▶ **EXERCISE**:
If a line in the records below holds the string "values", count it, and state only the final count.

▶ **Saved data entries**:
=== Section Start ===
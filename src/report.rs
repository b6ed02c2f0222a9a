//! Post-hoc self-consumption indicators from a joined table.

use std::fmt;

use serde::Serialize;

use crate::series::JoinedTable;

/// Energy balance of one capacity variant over the matched hours.
///
/// Hourly values are average power over one hour, so sums are in Wh.
#[derive(Debug, Clone, PartialEq, Serialize)]
pub struct VariantReport {
    /// Capacity column name.
    pub name: String,
    /// Installed capacity (kWc).
    pub multiplier: f64,
    /// Consumption over matched hours (Wh).
    pub consumption_wh: f64,
    /// Production over matched hours (Wh).
    pub production_wh: f64,
    /// Production consumed in the same hour (Wh).
    pub self_consumed_wh: f64,
    /// Production exceeding same-hour consumption (Wh).
    pub surplus_wh: f64,
    /// Share of production consumed on site.
    pub self_consumption_pct: f64,
    /// Share of consumption covered by production.
    pub coverage_pct: f64,
}

/// Aggregate indicators for a complete joined table.
#[derive(Debug, Clone, PartialEq, Serialize)]
pub struct SelfConsumptionReport {
    /// Total consumption hours.
    pub rows: usize,
    /// Hours without baseline production.
    pub unmatched_rows: usize,
    /// One entry per capacity column, table order.
    pub variants: Vec<VariantReport>,
}

fn pct(part: f64, whole: f64) -> f64 {
    if whole > 0.0 { 100.0 * part / whole } else { 0.0 }
}

impl SelfConsumptionReport {
    /// Computes all indicators from the joined table.
    pub fn from_table(table: &JoinedTable) -> Self {
        let variants = table
            .variants
            .iter()
            .enumerate()
            .map(|(idx, variant)| {
                let mut consumption_wh = 0.0_f64;
                let mut production_wh = 0.0_f64;
                let mut self_consumed_wh = 0.0_f64;

                for row in &table.rows {
                    let Some(produced) = row.variants.get(idx).copied().flatten() else {
                        continue;
                    };
                    consumption_wh += row.consumption;
                    production_wh += produced;
                    self_consumed_wh += row.consumption.min(produced).max(0.0);
                }

                VariantReport {
                    name: variant.name.clone(),
                    multiplier: variant.multiplier,
                    consumption_wh,
                    production_wh,
                    self_consumed_wh,
                    surplus_wh: production_wh - self_consumed_wh,
                    self_consumption_pct: pct(self_consumed_wh, production_wh),
                    coverage_pct: pct(self_consumed_wh, consumption_wh),
                }
            })
            .collect();

        Self {
            rows: table.len(),
            unmatched_rows: table.unmatched_rows(),
            variants,
        }
    }
}

impl fmt::Display for SelfConsumptionReport {
    fn fmt(&self, f: &mut fmt::Formatter<'_>) -> fmt::Result {
        writeln!(f, "--- Self-consumption Report ---")?;
        writeln!(f, "Consumption hours: {}", self.rows)?;
        writeln!(f, "Hours without production data: {}", self.unmatched_rows)?;
        for v in &self.variants {
            writeln!(f)?;
            writeln!(f, "[{}] {} kWc", v.name, v.multiplier)?;
            writeln!(f, "  Consumption: {:.1} kWh", v.consumption_wh / 1000.0)?;
            writeln!(f, "  Production: {:.1} kWh", v.production_wh / 1000.0)?;
            writeln!(f, "  Self-consumed: {:.1} kWh", v.self_consumed_wh / 1000.0)?;
            writeln!(f, "  Surplus: {:.1} kWh", v.surplus_wh / 1000.0)?;
            writeln!(f, "  Self-consumption rate: {:.1}%", v.self_consumption_pct)?;
            writeln!(f, "  Coverage rate: {:.1}%", v.coverage_pct)?;
        }
        Ok(())
    }
}
//! Shared test fixtures for integration tests.

#![allow(dead_code)]

use std::path::PathBuf;

use pv_match::series::{ConsumptionRecord, ProductionSample};

/// Path of a file under `tests/fixtures`.
pub fn fixture_path(name: &str) -> PathBuf {
    PathBuf::from(env!("CARGO_MANIFEST_DIR"))
        .join("tests")
        .join("fixtures")
        .join(name)
}

/// Enedis export for 2023-06-01, local time +02:00, 48 half-hour readings.
pub fn consumption_fixture() -> PathBuf {
    fixture_path("consumption_enedis.csv")
}

/// PVGIS response covering 31 May and 1 June of 2020 and 2021.
pub fn production_fixture() -> PathBuf {
    fixture_path("pvgis_seriescalc.json")
}

/// Two half-hourly UTC readings per hour for `hours` consecutive hours of
/// 2023-06-01, values `(a, b)` for every hour.
pub fn half_hourly(hours: u32, a: f64, b: f64) -> Vec<ConsumptionRecord> {
    (0..hours)
        .flat_map(|h| {
            [
                ConsumptionRecord::new(format!("2023-06-01T{h:02}:00:00+00:00"), a),
                ConsumptionRecord::new(format!("2023-06-01T{h:02}:30:00+00:00"), b),
            ]
        })
        .collect()
}

/// One PVGIS-style sample per (year, hour) of 1 June, constant power per year.
pub fn june_first(years: &[(i32, f64)], hours: std::ops::Range<u32>) -> Vec<ProductionSample> {
    years
        .iter()
        .flat_map(|(year, power)| {
            hours
                .clone()
                .map(move |h| ProductionSample::new(format!("{year}0601:{h:02}10"), *power))
        })
        .collect()
}

/// Wraps production samples into a PVGIS `seriescalc` JSON document.
pub fn pvgis_json(samples: &[ProductionSample]) -> String {
    let rows: Vec<serde_json::Value> = samples
        .iter()
        .map(|s| {
            serde_json::json!({
                "time": s.timestamp,
                "P": s.power,
                "G(i)": 0.0,
                "H_sun": 0.0,
                "T2m": 15.0,
                "WS10m": 1.0,
                "Int": 0.0
            })
        })
        .collect();
    serde_json::json!({ "inputs": {}, "outputs": { "hourly": rows }, "meta": {} }).to_string()
}

/// Renders consumption records as an Enedis export with two metadata lines.
pub fn enedis_csv(records: &[ConsumptionRecord]) -> String {
    let mut out =
        String::from("Identifiant PRM;Pas en minutes\n00000000000000;30\nHorodate;Valeur\n");
    for r in records {
        out.push_str(&format!("{};{}\n", r.timestamp, r.value));
    }
    out
}
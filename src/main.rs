//! pv-match entry point: CLI wiring around the estimate pipeline.

use std::fs::File;
use std::io::BufReader;
use std::process;

use pv_match::cli::{self, CliOptions};
use pv_match::config::PipelineConfig;
use pv_match::io::export_csv;
use pv_match::observability;
use pv_match::pipeline::{Estimate, estimate_from_readers};
use tracing::info;

fn load_config(cli: &CliOptions) -> PipelineConfig {
    let mut cfg = match cli.config {
        Some(ref path) => match PipelineConfig::from_toml_file(path) {
            Ok(cfg) => cfg,
            Err(e) => {
                eprintln!("{e}");
                process::exit(1);
            }
        },
        None => PipelineConfig::default(),
    };

    if !cli.capacities.is_empty() {
        cfg.capacity.multipliers = cli.capacities.clone();
    }

    let errors = cfg.validate();
    if !errors.is_empty() {
        for e in &errors {
            eprintln!("{e}");
        }
        process::exit(1);
    }
    cfg
}

fn open(path: &std::path::Path) -> BufReader<File> {
    match File::open(path) {
        Ok(f) => BufReader::new(f),
        Err(e) => {
            eprintln!("error: cannot open \"{}\": {e}", path.display());
            process::exit(1);
        }
    }
}

fn run(cli: &CliOptions, cfg: &PipelineConfig) -> Estimate {
    let consumption = open(&cli.consumption);
    let production = open(&cli.production);
    match estimate_from_readers(consumption, production, cfg) {
        Ok(est) => est,
        Err(e) => {
            eprintln!("error: {e}");
            process::exit(1);
        }
    }
}

fn main() {
    observability::init_tracing();

    let cli = match cli::parse_args() {
        Ok(cli) => cli,
        Err(e) => {
            eprintln!("error: {e}");
            cli::print_usage();
            process::exit(1);
        }
    };

    let cfg = load_config(&cli);
    let est = run(&cli, &cfg);

    println!("{}", est.report);

    if let Some(ref path) = cli.out {
        if let Err(e) = export_csv(&est.table, cfg.output.decimals, path) {
            eprintln!("error: failed to write CSV: {e}");
            process::exit(1);
        }
        info!(path = %path.display(), rows = est.table.len(), "joined table written");
    }

    if cli.serve {
        serve(cfg, est, cli.port);
    }
}

#[cfg(feature = "api")]
fn serve(config: PipelineConfig, estimate: Estimate, port: u16) {
    use std::net::SocketAddr;
    use std::sync::Arc;

    let state = Arc::new(pv_match::api::AppState { config, estimate });
    let addr = SocketAddr::from(([0, 0, 0, 0], port));
    let rt = tokio::runtime::Runtime::new().unwrap_or_else(|e| {
        eprintln!("error: failed to create tokio runtime: {e}");
        process::exit(1);
    });
    if let Err(e) = rt.block_on(pv_match::api::serve(state, addr)) {
        eprintln!("error: API server failed: {e}");
        process::exit(1);
    }
}

#[cfg(not(feature = "api"))]
fn serve(_config: PipelineConfig, _estimate: Estimate, _port: u16) {
    eprintln!("error: --serve requires building with `--features api`");
    process::exit(1);
}
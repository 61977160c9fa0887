//! Screen geometry: points, areas and grid layouts.

/// A position on the display, in pixels.
#[derive(Debug, Clone, Copy, Default, PartialEq, Eq)]
pub struct Point {
    pub x: i32,
    pub y: i32,
}

impl Point {
    pub const fn new(x: i32, y: i32) -> Self {
        Self { x, y }
    }

    pub const fn offset(self, dx: i32, dy: i32) -> Self {
        Self {
            x: self.x + dx,
            y: self.y + dy,
        }
    }
}

/// Spacing removed from each side of a [`Rect`].
#[derive(Debug, Clone, Copy, Default, PartialEq, Eq)]
pub struct Insets {
    pub top: i32,
    pub right: i32,
    pub bottom: i32,
    pub left: i32,
}

impl Insets {
    pub const fn new(top: i32, right: i32, bottom: i32, left: i32) -> Self {
        Self {
            top,
            right,
            bottom,
            left,
        }
    }

    pub const fn uniform(value: i32) -> Self {
        Self::new(value, value, value, value)
    }

    pub const fn sides(value: i32) -> Self {
        Self::new(0, value, 0, value)
    }
}

/// An axis-aligned area of the display.
#[derive(Debug, Clone, Copy, Default, PartialEq, Eq)]
pub struct Rect {
    pub x: i32,
    pub y: i32,
    pub width: i32,
    pub height: i32,
}

impl Rect {
    pub const fn new(x: i32, y: i32, width: i32, height: i32) -> Self {
        Self {
            x,
            y,
            width,
            height,
        }
    }

    pub const fn from_size(width: i32, height: i32) -> Self {
        Self::new(0, 0, width, height)
    }

    pub const fn right(&self) -> i32 {
        self.x + self.width
    }

    pub const fn bottom(&self) -> i32 {
        self.y + self.height
    }

    pub const fn top_left(&self) -> Point {
        Point::new(self.x, self.y)
    }

    pub const fn center(&self) -> Point {
        Point::new(self.x + self.width / 2, self.y + self.height / 2)
    }

    pub const fn is_empty(&self) -> bool {
        self.width <= 0 || self.height <= 0
    }

    /// Half-open containment: the right and bottom edges are outside.
    pub const fn contains(&self, point: Point) -> bool {
        self.x <= point.x && point.x < self.right() && self.y <= point.y && point.y < self.bottom()
    }

    pub fn inset(&self, insets: Insets) -> Rect {
        Rect::new(
            self.x + insets.left,
            self.y + insets.top,
            (self.width - insets.left - insets.right).max(0),
            (self.height - insets.top - insets.bottom).max(0),
        )
    }

    pub fn split_top(&self, height: i32) -> (Rect, Rect) {
        let height = height.clamp(0, self.height);
        (
            Rect::new(self.x, self.y, self.width, height),
            Rect::new(self.x, self.y + height, self.width, self.height - height),
        )
    }

    pub fn split_bottom(&self, height: i32) -> (Rect, Rect) {
        let height = height.clamp(0, self.height);
        self.split_top(self.height - height)
    }

    pub fn split_left(&self, width: i32) -> (Rect, Rect) {
        let width = width.clamp(0, self.width);
        (
            Rect::new(self.x, self.y, width, self.height),
            Rect::new(self.x + width, self.y, self.width - width, self.height),
        )
    }

    pub fn split_right(&self, width: i32) -> (Rect, Rect) {
        let width = width.clamp(0, self.width);
        self.split_left(self.width - width)
    }
}

/// A table of equally sized cells, numbered row by row starting at zero.
#[derive(Debug, Clone, Copy, PartialEq, Eq)]
pub struct Grid {
    pub area: Rect,
    pub columns: i32,
    pub rows: i32,
    pub spacing: i32,
}

impl Grid {
    pub const fn new(area: Rect, columns: i32, rows: i32) -> Self {
        Self {
            area,
            columns,
            rows,
            spacing: 0,
        }
    }

    pub const fn with_spacing(mut self, spacing: i32) -> Self {
        self.spacing = spacing;
        self
    }

    /// Area of the `index`-th cell.
    pub fn cell(&self, index: usize) -> Rect {
        self.cells(index, 1, 1)
    }

    /// Area of the `index`-th cell merged with its neighbours to the right and below.
    pub fn cells(&self, index: usize, span_x: i32, span_y: i32) -> Rect {
        let columns = self.columns.max(1);
        let rows = self.rows.max(1);
        let w = self.area.width / columns;
        let h = self.area.height / rows;
        let index = index as i32;
        let x = (index % columns) * w;
        let y = (index / columns) * h;
        Rect::new(
            self.area.x + x,
            self.area.y + y,
            (w - self.spacing) * span_x,
            (h - self.spacing) * span_y,
        )
    }

    /// Index of the cell containing `point`, if any.
    pub fn cell_at(&self, point: Point, cell_count: usize) -> Option<usize> {
        (0..cell_count).find(|&index| self.cell(index).contains(point))
    }
}
/// Confirm arbitrary data, paging through it or asking whether to show it all.
pub fn confirm_blob(ctx: &mut UiContext<'_>, params: &ConfirmBlob<'_>) -> Result<()> {
    let description = params.description.map(|description| {
        if description.is_empty() || description.ends_with(':') {
            description.to_string()
        } else {
            format!("{description}:")
        }
    });
    let confirm = ctx.tr("buttons__confirm");
    let mut value = ConfirmValue::new(params.br_name, params.title, params.data)
        .verb(params.verb.unwrap_or(&confirm))
        .hold(params.hold)
        .br_code(params.br_code);
    value.description = description.as_deref();
    value.subtitle = params.subtitle;
    let layout = value.screen(ctx, false).build(ctx);

    if params.ask_pagination && layout.page_count() > 1 {
        debug!(pages = layout.page_count(), "asking before showing long data");
        return confirm_ask_pagination(
            ctx,
            params,
            description.as_deref().unwrap_or_default(),
        );
    }
    raise_if_not_confirmed(
        ctx,
        layout,
        Some(params.br_name),
        params.br_code,
        UiError::ActionCancelled,
    )
}

/// Ask whether to see everything: `Ok(true)` for "show all", `Ok(false)` to go on without it.
pub fn should_show_more(
    ctx: &mut UiContext<'_>,
    title: &str,
    items: &[(String, bool)],
    button_text: Option<&str>,
    br_name: &str,
    br_code: ButtonRequestType,
    confirm: Option<&str>,
) -> Result<bool> {
    let mut screen = Screen::new(title);
    for (text, mono) in items {
        let font = if *mono { Font::Mono } else { Font::Normal };
        screen = screen.paragraph(font, text.clone());
    }
    let verb = match confirm {
        Some(verb) => ctx.skin().button_label(verb),
        None => ctx.button("buttons__confirm"),
    };
    let verb_info = match button_text {
        Some(text) => ctx.skin().button_label(text),
        None => ctx.button("buttons__show_all"),
    };
    let component = screen
        .verb(verb)
        .verb_info(Some(verb_info))
        .verb_cancel(Some(ctx.button("buttons__cancel")))
        .build(ctx);
    match interact(ctx, component, Some(br_name), br_code, None)? {
        UiResult::Confirmed => Ok(false),
        UiResult::Info => Ok(true),
        _ => Err(UiError::ActionCancelled),
    }
}

fn confirm_ask_pagination(
    ctx: &mut UiContext<'_>,
    params: &ConfirmBlob<'_>,
    description: &str,
) -> Result<()> {
    let mut confirm_more = Screen::new(params.title)
        .value(params.data, Font::Mono)
        .verb(ctx.button("buttons__confirm"))
        .verb_cancel(Some(ctx.button("buttons__back")))
        .hold(params.hold)
        .build(ctx);
    let items = [
        (description.to_string(), false),
        (params.data.to_string(), true),
    ];
    let extra = params.extra_confirmation_if_not_read;
    let confirm_label = extra.then(|| ctx.tr("buttons__continue"));
    loop {
        let show_all = should_show_more(
            ctx,
            params.title,
            &items,
            None,
            params.br_name,
            params.br_code,
            confirm_label.as_deref(),
        )?;
        if !show_all {
            if extra {
                let without_review = ctx.tr("sign_message__confirm_without_review");
                let confirm = ctx.tr("buttons__confirm");
                let back = ctx.tr("buttons__back");
                let check = ConfirmValue::new(params.br_name, params.title, &without_review)
                    .verb(&confirm)
                    .verb_cancel(&back)
                    .hold(true)
                    .is_data(false)
                    .br_code(params.br_code);
                match confirm_value(ctx, &check) {
                    Err(UiError::ActionCancelled) => continue,
                    other => other?,
                }
            }
            return Ok(());
        }
        let result = interact(
            ctx,
            &mut confirm_more,
            Some(params.br_name),
            params.br_code,
            None,
        )?;
        if result == UiResult::Confirmed {
            return Ok(());
        }
    }
}

/// A single property: label and text or binary value.
#[derive(Debug, Clone, PartialEq, Eq)]
pub enum PropertyValue {
    Text(String),
    Data(Vec<u8>),
}

impl PropertyValue {
    fn render(&self) -> (String, Font) {
        match self {
            PropertyValue::Text(text) => (text.clone(), Font::Normal),
            PropertyValue::Data(bytes) => (
                bytes.iter().map(|byte| format!("{byte:02x}")).collect(),
                Font::Mono,
            ),
        }
    }
}

/// Confirm a list of labelled properties, one or more pages each.
pub fn confirm_properties(
    ctx: &mut UiContext<'_>,
    br_name: &str,
    title: &str,
    props: &[(Option<String>, PropertyValue)],
    hold: bool,
    br_code: ButtonRequestType,
) -> Result<()> {
    let mut pages = Vec::new();
    for (label, value) in props {
        let (value, font) = value.render();
        let mut screen = Screen::new(title);
        if let Some(label) = label {
            screen = screen.bold(label.clone());
        }
        pages.extend(screen.value(value, font).content_pages(ctx));
    }
    let controls = Screen::new(title)
        .verb(if hold {
            ctx.button("buttons__hold_to_confirm")
        } else {
            ctx.button("buttons__confirm")
        })
        .verb_cancel(Some(ctx.button("buttons__cancel")))
        .hold(hold);
    if pages.is_empty() {
        pages = controls.content_pages(ctx);
    }
    let component = controls.assemble(ctx, pages);
    raise_if_not_confirmed(ctx, component, Some(br_name), br_code, UiError::ActionCancelled)
}

/// Parameters of [`confirm_output`].
#[derive(Debug, Clone)]
pub struct ConfirmOutput<'s> {
    pub address: &'s str,
    pub amount: &'s str,
    pub title: Option<&'s str>,
    pub hold: bool,
    pub address_label: Option<&'s str>,
    pub output_index: Option<usize>,
    pub chunkify: bool,
    pub br_code: ButtonRequestType,
}

impl<'s> ConfirmOutput<'s> {
    pub fn new(address: &'s str, amount: &'s str) -> Self {
        Self {
            address,
            amount,
            title: None,
            hold: false,
            address_label: None,
            output_index: None,
            chunkify: false,
            br_code: ButtonRequestType::ConfirmOutput,
        }
    }

    pub fn title(mut self, title: &'s str) -> Self {
        self.title = Some(title);
        self
    }

    pub fn hold(mut self, hold: bool) -> Self {
        self.hold = hold;
        self
    }

    pub fn address_label(mut self, address_label: &'s str) -> Self {
        self.address_label = Some(address_label);
        self
    }

    pub fn output_index(mut self, output_index: usize) -> Self {
        self.output_index = Some(output_index);
        self
    }

    pub fn chunkify(mut self, chunkify: bool) -> Self {
        self.chunkify = chunkify;
        self
    }
}

/// Recipient, then amount. Backing out of the amount returns to the recipient.
pub fn confirm_output(ctx: &mut UiContext<'_>, params: &ConfirmOutput<'_>) -> Result<()> {
    let (recipient_title, amount_title) = match (params.title, params.output_index) {
        (Some(title), _) => {
            let title = match title.get(..8) {
                Some(prefix) if prefix.eq_ignore_ascii_case("confirm ") => &title[8..],
                _ => title,
            };
            (title.to_string(), title.to_string())
        }
        (None, Some(index)) => (
            format!("{} #{}", ctx.tr("words__recipient"), index + 1),
            format!("{} #{}", ctx.tr("words__amount"), index + 1),
        ),
        (None, None) => (ctx.tr("send__sending_to"), ctx.tr("send__confirm_sending")),
    };
    let address = if params.chunkify {
        chunkify(params.address, CHUNK_LEN, CHUNKS_PER_LINE)
    } else {
        params.address.to_string()
    };

    let mut recipient = Screen::new(recipient_title);
    if let Some(label) = params.address_label {
        recipient = recipient.bold(label);
    }
    let recipient = recipient
        .value(address, Font::Mono)
        .verb(ctx.button("buttons__continue"))
        .verb_cancel(Some(ctx.button("buttons__cancel")))
        .build(ctx);
    let mut amount = Screen::new(amount_title)
        .value(params.amount, Font::Normal)
        .verb_cancel(Some(ctx.button("buttons__back")))
        .hold(params.hold);
    if !params.hold {
        amount = amount.verb(ctx.button("buttons__confirm"));
    }
    let amount = amount.build(ctx);

    let mut screens: [Box<dyn Component>; 2] = [Box::new(recipient), Box::new(amount)];
    confirm_linear_flow(ctx, &mut screens, "confirm_output", params.br_code)
}

/// Parameters of [`confirm_total`].
#[derive(Debug, Clone)]
pub struct ConfirmTotal<'s> {
    pub total_amount: &'s str,
    pub fee_amount: &'s str,
    pub title: Option<&'s str>,
    pub total_label: Option<&'s str>,
    pub fee_label: Option<&'s str>,
    pub source_account: Option<&'s str>,
    pub fee_rate_amount: Option<&'s str>,
    pub br_name: &'s str,
    pub br_code: ButtonRequestType,
}

impl<'s> ConfirmTotal<'s> {
    pub fn new(total_amount: &'s str, fee_amount: &'s str) -> Self {
        Self {
            total_amount,
            fee_amount,
            title: None,
            total_label: None,
            fee_label: None,
            source_account: None,
            fee_rate_amount: None,
            br_name: "confirm_total",
            br_code: ButtonRequestType::SignTx,
        }
    }

    pub fn title(mut self, title: &'s str) -> Self {
        self.title = Some(title);
        self
    }

    pub fn source_account(mut self, account: &'s str) -> Self {
        self.source_account = Some(account);
        self
    }

    pub fn fee_rate_amount(mut self, fee_rate: &'s str) -> Self {
        self.fee_rate_amount = Some(fee_rate);
        self
    }
}

fn summary_screen(
    ctx: &UiContext<'_>,
    title: &str,
    amount_label: &str,
    amount: &str,
    fee_label: &str,
    fee: &str,
    info: bool,
) -> Screen {
    Screen::new(title)
        .normal(amount_label)
        .bold(amount)
        .normal(fee_label)
        .bold(fee)
        .verb(ctx.button("buttons__confirm"))
        .verb_cancel(Some(ctx.button("buttons__cancel")))
        .verb_info(info.then(|| ctx.button("buttons__info")))
}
=== Section End ===
▶ **EXERCISE RESULT**:
2